▸ WHAT IS EXPECTED
Starting at the line that contains "Self(name.into())", print every remaining line of the entries, unchanged, and output nothing more.

▸ DATA RECORDS
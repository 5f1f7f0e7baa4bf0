//! Namespaced credential keys

use std::fmt;

const FALLBACK_NAMESPACE: &str = "stash";

/// Application namespace that scopes every credential key.
#[derive(Debug, Clone, PartialEq, Eq, Hash)]
pub struct Namespace(String);

impl Namespace {
    pub fn new(name: impl Into<String>) -> Self {
        Self(name.into())
    }

    /// The running executable's file stem.
    pub fn current() -> Self {
        let name = std::env::current_exe()
            .ok()
            .and_then(|path| path.file_stem().map(|stem| stem.to_string_lossy().into_owned()))
            .filter(|name| !name.is_empty())
            .unwrap_or_else(|| FALLBACK_NAMESPACE.to_string());
        Self(name)
    }

    pub fn as_str(&self) -> &str {
        &self.0
    }
}

impl fmt::Display for Namespace {
    fn fmt(&self, f: &mut fmt::Formatter<'_>) -> fmt::Result {
        f.write_str(&self.0)
    }
}

/// A symbolic credential key. Applications usually implement this on an
/// enum of their secrets.
pub trait CredentialKey {
    fn raw_key(&self) -> &str;

    /// `<namespace>.<raw_key>`
    fn unique_key(&self, namespace: &Namespace) -> String {
        format!("{}.{}", namespace.as_str(), self.raw_key())
    }
}

impl CredentialKey for str {
    fn raw_key(&self) -> &str {
        self
    }
}

impl CredentialKey for String {
    fn raw_key(&self) -> &str {
        self
    }
}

▸ EXERCISE ANSWER
        Self(name.into())
    }

    /// The running executable's file stem.
    pub fn current() -> Self {
        let name = std::env::current_exe()
            .ok()
            .and_then(|path| path.file_stem().map(|stem| stem.to_string_lossy().into_owned()))
            .filter(|name| !name.is_empty())
            .unwrap_or_else(|| FALLBACK_NAMESPACE.to_string());
        Self(name)
    }

    pub fn as_str(&self) -> &str {
        &self.0
    }
}

impl fmt::Display for Namespace {
    fn fmt(&self, f: &mut fmt::Formatter<'_>) -> fmt::Result {
        f.write_str(&self.0)
    }
}

/// A symbolic credential key. Applications usually implement this on an
/// enum of their secrets.
pub trait CredentialKey {
    fn raw_key(&self) -> &str;

    /// `<namespace>.<raw_key>`
    fn unique_key(&self, namespace: &Namespace) -> String {
        format!("{}.{}", namespace.as_str(), self.raw_key())
    }
}

impl CredentialKey for str {
    fn raw_key(&self) -> &str {
        self
    }
}

impl CredentialKey for String {
    fn raw_key(&self) -> &str {
        self
    }
}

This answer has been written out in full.